TASK STATEMENT >> For the data below, give again exactly the lines from the one containing "let week = WeekId::new(2024, 9).unwrap();" through the one containing "rename an activity", both ends included, and no others.

[Stored data entries]

use tokio::select;
use tokio_util::sync::CancellationToken;
use tracing::info;

/// Cancels the session on Ctrl-C. Returns early when the session was stopped some other way.
pub async fn detect_shutdown(cancelation: CancellationToken) {
    select! {
        _ = tokio::signal::ctrl_c() => {
            info!("Received Ctrl-C, stopping");
            cancelation.cancel();
        },
        _ = cancelation.cancelled() => (),
    };
}
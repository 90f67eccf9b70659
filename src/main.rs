use anyhow::Result;
use every_second::cli::run_cli;
use tracing::error;

fn main() -> Result<()> {
    run_cli().inspect_err(|e| {
        error!("Error running cli {e:?}");
    })?;
    Ok(())
}
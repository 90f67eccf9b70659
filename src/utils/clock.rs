use async_trait::async_trait;
use chrono::{DateTime, Utc};
use tokio::time::Instant;

/// Source of wall-clock readings and of the monotonic deadlines the tick loop sleeps on.
/// Everything that reads "now" goes through this, so tests can move time at will.
#[async_trait]
pub trait Clock: Sync + Send + 'static {
    fn now(&self) -> DateTime<Utc>;

    fn instant(&self) -> Instant;

    async fn sleep_until(&self, instant: Instant);
}

pub struct SystemClock;

#[async_trait]
impl Clock for SystemClock {
    fn now(&self) -> DateTime<Utc> {
        Utc::now()
    }

    fn instant(&self) -> Instant {
        Instant::now()
    }

    async fn sleep_until(&self, instant: Instant) {
        tokio::time::sleep_until(instant).await;
    }
}
use std::fmt::Display;

use chrono::{
    DateTime, Datelike, Days, Duration, NaiveDate, NaiveDateTime, NaiveTime, TimeZone, Utc,
    Weekday,
};

/// Fixed point all persisted instants are measured from (2001-01-01T00:00:00Z).
pub const REFERENCE_DATE: NaiveDateTime = NaiveDateTime::new(
    match NaiveDate::from_ymd_opt(2001, 1, 1) {
        Some(v) => v,
        None => panic!("reference date is valid"),
    },
    NaiveTime::MIN,
);

/// Identifies a calendar week by its ISO week-year and week number.
///
/// Ordering is chronological, which plain `"{year}-{week}"` strings are not.
#[derive(Debug, Clone, Copy, PartialEq, Eq, PartialOrd, Ord, Hash)]
pub struct WeekId {
    pub year: i32,
    pub week: u32,
}

impl WeekId {
    pub fn new(year: i32, week: u32) -> Option<Self> {
        NaiveDate::from_isoywd_opt(year, week, Weekday::Mon).map(|_| Self { year, week })
    }

    /// Week the local calendar date of `moment` falls into.
    pub fn of<Tz: TimeZone>(moment: &DateTime<Tz>) -> Self {
        let iso = moment.iso_week();
        Self {
            year: iso.year(),
            week: iso.week(),
        }
    }

    pub fn monday(&self) -> NaiveDate {
        NaiveDate::from_isoywd_opt(self.year, self.week, Weekday::Mon)
            .unwrap_or(NaiveDate::MIN)
    }

    pub fn start<Tz: TimeZone>(&self, tz: &Tz) -> DateTime<Tz> {
        day_start(tz, self.monday())
    }

    /// Exclusive end of the week, which is the start of the following one.
    pub fn end<Tz: TimeZone>(&self, tz: &Tz) -> DateTime<Tz> {
        day_start(tz, self.monday() + Days::new(7))
    }

    /// Key used by the persisted archive.
    pub fn archive_key(&self) -> String {
        format!("{}-{}", self.year, self.week)
    }

    pub fn parse_archive_key(key: &str) -> Option<Self> {
        let (year, week) = key.rsplit_once('-')?;
        Self::new(year.parse().ok()?, week.parse().ok()?)
    }
}

impl Display for WeekId {
    fn fmt(&self, f: &mut std::fmt::Formatter<'_>) -> std::fmt::Result {
        write!(f, "{}-W{:02}", self.year, self.week)
    }
}

/// First instant of a local calendar day. If local midnight is skipped by a DST transition the
/// first instant that exists after it is used instead.
pub fn day_start<Tz: TimeZone>(tz: &Tz, date: NaiveDate) -> DateTime<Tz> {
    let midnight = date.and_time(NaiveTime::MIN);
    (0..=24)
        .find_map(|hour| {
            tz.from_local_datetime(&(midnight + Duration::hours(hour)))
                .earliest()
        })
        .unwrap_or_else(|| tz.from_utc_datetime(&midnight))
}

/// Returns the start (Monday, local midnight) of the week containing `now`.
pub fn start_of_week<Tz: TimeZone>(now: &DateTime<Tz>) -> DateTime<Tz> {
    WeekId::of(now).start(&now.timezone())
}

/// Returns January 1st, local midnight, of the calendar year containing `now`.
pub fn start_of_year<Tz: TimeZone>(now: &DateTime<Tz>) -> DateTime<Tz> {
    let first = NaiveDate::from_yo_opt(now.year(), 1).unwrap_or(now.date_naive());
    day_start(&now.timezone(), first)
}

pub fn elapsed_since_week_start<Tz: TimeZone>(now: &DateTime<Tz>) -> Duration {
    now.clone() - start_of_week(now)
}

pub fn since_reference(moment: DateTime<Utc>) -> f64 {
    duration_to_seconds(moment - Utc.from_utc_datetime(&REFERENCE_DATE))
}

pub fn from_reference(seconds: f64) -> Option<DateTime<Utc>> {
    Utc.from_utc_datetime(&REFERENCE_DATE)
        .checked_add_signed(seconds_to_duration(seconds)?)
}

pub fn duration_to_seconds(duration: Duration) -> f64 {
    duration.num_milliseconds() as f64 / 1000.
}

/// Converts persisted seconds back into a duration. Resolution is one millisecond.
pub fn seconds_to_duration(seconds: f64) -> Option<Duration> {
    if !seconds.is_finite() {
        return None;
    }
    let millis = (seconds * 1000.).round();
    if millis.abs() >= i64::MAX as f64 {
        return None;
    }
    Duration::try_milliseconds(millis as i64)
}

#[cfg(test)]
mod tests {
    use chrono::{Duration, NaiveDate, TimeZone, Utc};

    use super::*;

    fn utc(y: i32, m: u32, d: u32, h: u32, min: u32) -> DateTime<Utc> {
        Utc.with_ymd_and_hms(y, m, d, h, min, 0).unwrap()
    }

    #[test]
    fn test_start_of_week_is_monday_midnight() {
        // 2024-07-04 is a Thursday
        let now = utc(2024, 7, 4, 15, 30);
        assert_eq!(start_of_week(&now), utc(2024, 7, 1, 0, 0));
        assert_eq!(elapsed_since_week_start(&now), Duration::hours(3 * 24 + 15) + Duration::minutes(30));
    }

    #[test]
    fn test_start_of_week_on_monday_and_sunday() {
        assert_eq!(start_of_week(&utc(2024, 7, 1, 0, 0)), utc(2024, 7, 1, 0, 0));
        assert_eq!(start_of_week(&utc(2024, 7, 7, 23, 59)), utc(2024, 7, 1, 0, 0));
    }

    #[test]
    fn test_week_id_crosses_year() {
        // 2024-12-30 belongs to ISO week 1 of 2025
        let week = WeekId::of(&utc(2024, 12, 31, 12, 0));
        assert_eq!(week, WeekId { year: 2025, week: 1 });
        assert_eq!(week.start(&Utc), utc(2024, 12, 30, 0, 0));
        assert_eq!(week.end(&Utc) - week.start(&Utc), Duration::days(7));
        assert_eq!(WeekId::of(&utc(2024, 12, 29, 23, 59)), WeekId { year: 2024, week: 52 });
    }

    #[test]
    fn test_start_of_year() {
        assert_eq!(start_of_year(&utc(2024, 7, 4, 15, 30)), utc(2024, 1, 1, 0, 0));
    }

    #[test]
    fn test_archive_key() {
        let week = WeekId::new(2024, 9).unwrap();
        assert_eq!(week.archive_key(), "2024-9");
        assert_eq!(WeekId::parse_archive_key("2024-9"), Some(week));
        assert_eq!(WeekId::parse_archive_key("2024-60"), None);
        assert_eq!(WeekId::parse_archive_key("garbage"), None);
        assert!(WeekId::new(2024, 9).unwrap() < WeekId::new(2024, 10).unwrap());
    }

    #[test]
    fn test_reference_round_trip_millis() {
        let moment = Utc.from_utc_datetime(
            &NaiveDate::from_ymd_opt(2024, 7, 4)
                .unwrap()
                .and_hms_milli_opt(10, 0, 0, 250)
                .unwrap(),
        );
        let seconds = since_reference(moment);
        assert_eq!(from_reference(seconds), Some(moment));
        assert_eq!(from_reference(0.), Some(Utc.from_utc_datetime(&REFERENCE_DATE)));
        assert_eq!(from_reference(f64::NAN), None);
    }
}
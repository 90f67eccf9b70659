use std::{env, io, path::PathBuf};

use anyhow::{anyhow, Result};

const APPLICATION_DIR: &str = "every-second";

/// Directory holding the state file and logs when `--dir` isn't given.
pub fn create_application_default_path() -> Result<PathBuf> {
    let mut path = platform_state_dir()?;
    path.push(APPLICATION_DIR);

    match std::fs::create_dir_all(&path) {
        Ok(_) => Ok(path),
        Err(v) if v.kind() == io::ErrorKind::AlreadyExists => Ok(path),
        Err(v) => Err(v.into()),
    }
}

fn platform_state_dir() -> Result<PathBuf> {
    cfg_if::cfg_if! {
        if #[cfg(windows)] {
            env::var("APPDATA")
                .map(PathBuf::from)
                .map_err(|_| anyhow!("APPDATA should be present on Windows"))
        } else {
            env::var("XDG_STATE_HOME")
                .map(PathBuf::from)
                .or_else(|_| env::var("HOME").map(|home| PathBuf::from(home).join(".local/state")))
                .map_err(|_| anyhow!("Couldn't find neither XDG_STATE_HOME nor HOME"))
        }
    }
}
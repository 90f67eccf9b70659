use std::str::FromStr;

use anyhow::{anyhow, bail};

pub const USAGE: &str = "\
Commands:
  start <number|name>     start tracking an activity
  other                   track time as Other
  rename <number> <name>  rename an activity
  status                  show this week
  history                 show archived weeks
  quit                    save and exit";

/// A request typed into a running session.
#[derive(Debug, Clone, PartialEq, Eq)]
pub enum SessionCommand {
    Start(String),
    Other,
    Rename { activity: String, name: String },
    Status,
    History,
    Help,
    Quit,
}

impl FromStr for SessionCommand {
    type Err = anyhow::Error;

    fn from_str(s: &str) -> Result<Self, Self::Err> {
        let s = s.trim();
        let (word, rest) = s.split_once(char::is_whitespace).unwrap_or((s, ""));
        let rest = rest.trim();

        let command = match word.to_lowercase().as_str() {
            "start" | "s" if !rest.is_empty() => Self::Start(rest.to_string()),
            "start" | "s" => bail!("Which activity? Usage: start <number|name>"),
            "other" | "o" => Self::Other,
            "rename" => {
                let (activity, name) = rest
                    .split_once(char::is_whitespace)
                    .ok_or_else(|| anyhow!("Usage: rename <number> <name>"))?;
                Self::Rename {
                    activity: activity.to_string(),
                    name: name.trim().to_string(),
                }
            }
            "status" | "" => Self::Status,
            "history" => Self::History,
            "help" | "?" => Self::Help,
            "quit" | "exit" | "q" => Self::Quit,
            _ => bail!("Unknown command {word:?}\n{USAGE}"),
        };
        Ok(command)
    }
}
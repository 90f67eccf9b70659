//! Remainder based accounting. The active bucket is never advanced by a delta: it is derived as
//! "time since the week started minus every other bucket", so a late or skipped tick is absorbed
//! by the next one instead of being lost.

use chrono::{DateTime, Duration, TimeZone};
use tracing::warn;

use crate::utils::time::elapsed_since_week_start;

use super::{
    rollover::{roll_over, Rollover},
    state::{AccountingState, OTHER},
};

/// Brings the active bucket up to date with `now`. Calling it again with the same `now` changes
/// nothing.
pub fn reconcile<Tz: TimeZone>(now: &DateTime<Tz>, mut state: AccountingState) -> AccountingState {
    let since_week_start = elapsed_since_week_start(now);

    match state.active.filter(|i| *i < state.activities.len()) {
        Some(index) => {
            let others = state
                .activities
                .iter()
                .enumerate()
                .filter(|(i, _)| *i != index)
                .fold(state.other, |acc, (_, v)| acc + v.elapsed);
            let activity = &mut state.activities[index];
            activity.elapsed = settle(&activity.name, activity.elapsed, since_week_start - others);
        }
        None => {
            let remainder = since_week_start - state.activities_total();
            state.other = settle(OTHER, state.other, remainder);
        }
    }
    state
}

/// A bucket never moves backwards. A remainder below the current value means the clock jumped
/// back or the stored totals overshoot the week; keep the known value until time catches up.
fn settle(name: &str, previous: Duration, remainder: Duration) -> Duration {
    if remainder < Duration::zero() {
        warn!("Negative duration anomaly for {name}: remainder {remainder}, keeping {previous}");
        previous
    } else if remainder < previous {
        warn!("Duration of {name} would shrink from {previous} to {remainder}, keeping it");
        previous
    } else {
        remainder
    }
}

/// One tick of the accounting loop: week boundary check first, then reconciliation.
pub fn tick<Tz: TimeZone>(now: &DateTime<Tz>, state: AccountingState) -> Rollover {
    let Rollover { state, archived } = roll_over(now, state);
    Rollover {
        state: reconcile(now, state),
        archived,
    }
}

#[cfg(test)]
mod tests {
    use chrono::{DateTime, Duration, TimeZone, Utc};

    use crate::{
        tracker::{
            selection::{select_activity, select_other},
            state::AccountingState,
        },
        utils::time::{elapsed_since_week_start, start_of_week},
    };

    use super::{reconcile, tick};

    fn week_start() -> DateTime<Utc> {
        // Monday
        Utc.with_ymd_and_hms(2024, 7, 1, 0, 0, 0).unwrap()
    }

    fn assert_invariant(now: &DateTime<Utc>, state: &AccountingState) {
        let difference = (state.total() - elapsed_since_week_start(now)).abs();
        assert!(
            difference <= Duration::milliseconds(1),
            "totals {} drifted from week time {} at {now}",
            state.total(),
            elapsed_since_week_start(now)
        );
    }

    #[test]
    fn test_fresh_state_accrues_other() {
        let now = week_start() + Duration::seconds(10);
        let state = reconcile(&now, AccountingState::default());
        assert_eq!(state.other, Duration::seconds(10));
        assert!(state.activities.iter().all(|v| v.elapsed.is_zero()));
    }

    #[test]
    fn test_switching_between_activities() {
        let state = select_activity(AccountingState::default(), 0).unwrap();
        let state = reconcile(&(week_start() + Duration::seconds(5)), state);
        let state = select_activity(state, 1).unwrap();
        let state = reconcile(&(week_start() + Duration::seconds(8)), state);

        assert_eq!(state.activities[0].elapsed, Duration::seconds(5));
        assert_eq!(state.activities[1].elapsed, Duration::seconds(3));
        assert_eq!(state.other, Duration::zero());
    }

    #[test]
    fn test_reconcile_is_idempotent() {
        let now = week_start() + Duration::minutes(90);
        let state = select_activity(AccountingState::default(), 3).unwrap();
        let once = reconcile(&now, state);
        let twice = reconcile(&now, once.clone());
        assert_eq!(once, twice);
    }

    #[test]
    fn test_missed_ticks_are_absorbed() {
        let mut state = reconcile(&(week_start() + Duration::seconds(30)), AccountingState::default());
        state = select_activity(state, 2).unwrap();
        // Nothing ran for an hour, the next tick credits all of it
        let now = week_start() + Duration::seconds(30) + Duration::hours(1);
        state = reconcile(&now, state);
        assert_eq!(state.activities[2].elapsed, Duration::hours(1));
        assert_eq!(state.other, Duration::seconds(30));
        assert_invariant(&now, &state);
    }

    #[test]
    fn test_clock_going_back_keeps_known_values() {
        let state = select_activity(AccountingState::default(), 0).unwrap();
        let state = reconcile(&(week_start() + Duration::seconds(100)), state);
        let state = reconcile(&(week_start() + Duration::seconds(40)), state);
        assert_eq!(state.activities[0].elapsed, Duration::seconds(100));
    }

    #[test]
    fn test_overshooting_totals_never_go_negative() {
        let mut state = AccountingState::default();
        state.activities[4].elapsed = Duration::hours(2);
        state.active = Some(0);
        let state = reconcile(&(week_start() + Duration::hours(1)), state);
        assert_eq!(state.activities[0].elapsed, Duration::zero());

        let state = select_other(state);
        let state = reconcile(&(week_start() + Duration::hours(1)), state);
        assert_eq!(state.other, Duration::zero());
    }

    #[test]
    fn test_invariant_holds_over_a_session() {
        let start = week_start() + Duration::hours(7);
        let mut state = tick(&start, AccountingState::default()).state;
        let plan = [Some(0), None, Some(5), Some(5), Some(11), None, Some(0), Some(3)];
        for (step, selection) in plan.iter().enumerate() {
            state = match selection {
                Some(index) => select_activity(state, *index).unwrap(),
                None => select_other(state),
            };
            let now = start + Duration::milliseconds(1_234_567 * (step as i64 + 1));
            state = tick(&now, state).state;
            assert_invariant(&now, &state);
            assert_eq!(start_of_week(&now), week_start());
        }
    }
}
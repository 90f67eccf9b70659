use std::time::Duration;

use anyhow::{anyhow, Result};
use chrono::TimeZone;
use tokio::sync::mpsc;
use tokio_util::sync::CancellationToken;
use tracing::{debug, error, info, instrument};

use crate::{
    cli::output::{render_history, render_week},
    store::{archive::ArchiveReader, StateStore},
    tracker::Tracker,
};

use super::command::{SessionCommand, USAGE};

#[derive(Debug, Clone, Copy)]
pub struct SessionConfig {
    /// How often the accounting is reconciled with the clock.
    pub tick_interval: Duration,
    /// How often the live state is saved when nothing else triggers a save.
    pub save_interval: Duration,
}

impl Default for SessionConfig {
    fn default() -> Self {
        Self {
            tick_interval: Duration::from_millis(100),
            save_interval: Duration::from_secs(1),
        }
    }
}

/// Drives a [Tracker] from a periodic tick and from user commands. Both arrive on this one task,
/// which makes it the single writer of the accounting state.
pub struct TickModule<S: StateStore, Tz: TimeZone> {
    tracker: Tracker<S, Tz>,
    commands: mpsc::Receiver<SessionCommand>,
    shutdown: CancellationToken,
    config: SessionConfig,
}

impl<S: StateStore, Tz: TimeZone> TickModule<S, Tz> {
    pub fn new(
        tracker: Tracker<S, Tz>,
        commands: mpsc::Receiver<SessionCommand>,
        shutdown: CancellationToken,
        config: SessionConfig,
    ) -> Self {
        Self {
            tracker,
            commands,
            shutdown,
            config,
        }
    }

    /// Executes the tick loop until shutdown or `quit`. The state is saved one last time before
    /// returning the tracker.
    #[instrument(name = "session", skip_all)]
    pub async fn run(mut self) -> Result<Tracker<S, Tz>> {
        self.tick();
        let mut next_tick = self.tracker.clock().instant() + self.config.tick_interval;
        let mut last_save = self.tracker.clock().instant();
        let mut input_open = true;

        loop {
            tokio::select! {
                _ = self.shutdown.cancelled() => break,
                command = self.commands.recv(), if input_open => match command {
                    Some(SessionCommand::Quit) => break,
                    Some(command) => {
                        if self.handle(command) {
                            last_save = self.tracker.clock().instant();
                        }
                    }
                    None => {
                        debug!("Input closed, ticking until shutdown");
                        input_open = false;
                    }
                },
                _ = self.tracker.clock().sleep_until(next_tick) => {
                    next_tick += self.config.tick_interval;
                    self.tick();
                    let now = self.tracker.clock().instant();
                    if now.duration_since(last_save) >= self.config.save_interval {
                        self.save();
                        last_save = now;
                    }
                }
            }
        }

        // Lets the input reader and the signal watcher know the session is over
        self.shutdown.cancel();
        self.tick();
        self.tracker
            .persist()
            .inspect_err(|e| error!("Final save failed {e:?}"))?;
        info!("Session stopped");
        Ok(self.tracker)
    }

    fn tick(&mut self) {
        match self.tracker.tick() {
            Ok(Some(archived)) => {
                println!("Week {} is over and archived", archived.week);
            }
            Ok(None) => {}
            Err(e) => report_save_failure(&e),
        }
    }

    fn save(&mut self) {
        if let Err(e) = self.tracker.persist() {
            report_save_failure(&e);
        }
    }

    /// Applies a user command. Returns whether it saved the state.
    fn handle(&mut self, command: SessionCommand) -> bool {
        debug!("Handling {command:?}");
        let result = match command {
            SessionCommand::Start(query) => match self.tracker.state().find_activity(&query) {
                Some(index) => self.tracker.select_activity(index),
                None => Err(anyhow!("No activity matches {query:?}")),
            },
            SessionCommand::Other => self.tracker.select_other(),
            SessionCommand::Rename { activity, name } => {
                match self.tracker.state().find_activity(&activity) {
                    Some(index) => self.tracker.rename(index, &name),
                    None => Err(anyhow!("No activity matches {activity:?}")),
                }
            }
            SessionCommand::Status => {
                self.tick();
                print!("{}", render_week(self.tracker.state(), &self.tracker.now()));
                return false;
            }
            SessionCommand::History => {
                match ArchiveReader::new(self.tracker.store()).weeks() {
                    Ok(weeks) => print!("{}", render_history(&weeks)),
                    Err(e) => eprintln!("Can't read archived weeks: {e:#}"),
                }
                return false;
            }
            SessionCommand::Help => {
                println!("{USAGE}");
                return false;
            }
            SessionCommand::Quit => return false,
        };

        match result {
            Ok(()) => {
                info!("Now tracking {}", self.tracker.state().active_name());
                true
            }
            Err(e) => {
                eprintln!("{e:#}");
                error!("Command failed {e:?}");
                false
            }
        }
    }
}

/// Saving failures never stop the loop, but the user has to know the session may not survive a
/// restart.
fn report_save_failure(e: &anyhow::Error) {
    error!("Failed to save state {e:?}");
    eprintln!("Warning: {e:#}");
}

WRITTEN SOLUTION >>
        let week = WeekId::new(2024, 9).unwrap();
        assert_eq!(week.archive_key(), "2024-9");
        assert_eq!(WeekId::parse_archive_key("2024-9"), Some(week));
        assert_eq!(WeekId::parse_archive_key("2024-60"), None);
        assert_eq!(WeekId::parse_archive_key("garbage"), None);
        assert!(WeekId::new(2024, 9).unwrap() < WeekId::new(2024, 10).unwrap());
    }

    #[test]
    fn test_reference_round_trip_millis() {
        let moment = Utc.from_utc_datetime(
            &NaiveDate::from_ymd_opt(2024, 7, 4)
                .unwrap()
                .and_hms_milli_opt(10, 0, 0, 250)
                .unwrap(),
        );
        let seconds = since_reference(moment);
        assert_eq!(from_reference(seconds), Some(moment));
        assert_eq!(from_reference(0.), Some(Utc.from_utc_datetime(&REFERENCE_DATE)));
        assert_eq!(from_reference(f64::NAN), None);
    }
}
repository 90f67eccf9b70659
use std::{env, io, path::PathBuf};

use anyhow::{anyhow, Result};

const APPLICATION_DIR: &str = "every-second";

/// Directory holding the state file and logs when `--dir` isn't given.
pub fn create_application_default_path() -> Result<PathBuf> {
    let mut path = platform_state_dir()?;
    path.push(APPLICATION_DIR);

    match std::fs::create_dir_all(&path) {
        Ok(_) => Ok(path),
        Err(v) if v.kind() == io::ErrorKind::AlreadyExists => Ok(path),
        Err(v) => Err(v.into()),
    }
}

fn platform_state_dir() -> Result<PathBuf> {
    cfg_if::cfg_if! {
        if #[cfg(windows)] {
            env::var("APPDATA")
                .map(PathBuf::from)
                .map_err(|_| anyhow!("APPDATA should be present on Windows"))
        } else {
            env::var("XDG_STATE_HOME")
                .map(PathBuf::from)
                .or_else(|_| env::var("HOME").map(|home| PathBuf::from(home).join(".local/state")))
                .map_err(|_| anyhow!("Couldn't find neither XDG_STATE_HOME nor HOME"))
        }
    }
}
repository 90f67eccf9b70659
use std::str::FromStr;

use anyhow::{anyhow, bail};

pub const USAGE: &str = "\
Commands:
  start <number|name>     start tracking an activity
  other                   track time as Other
  rename <number> <name>  rename an activity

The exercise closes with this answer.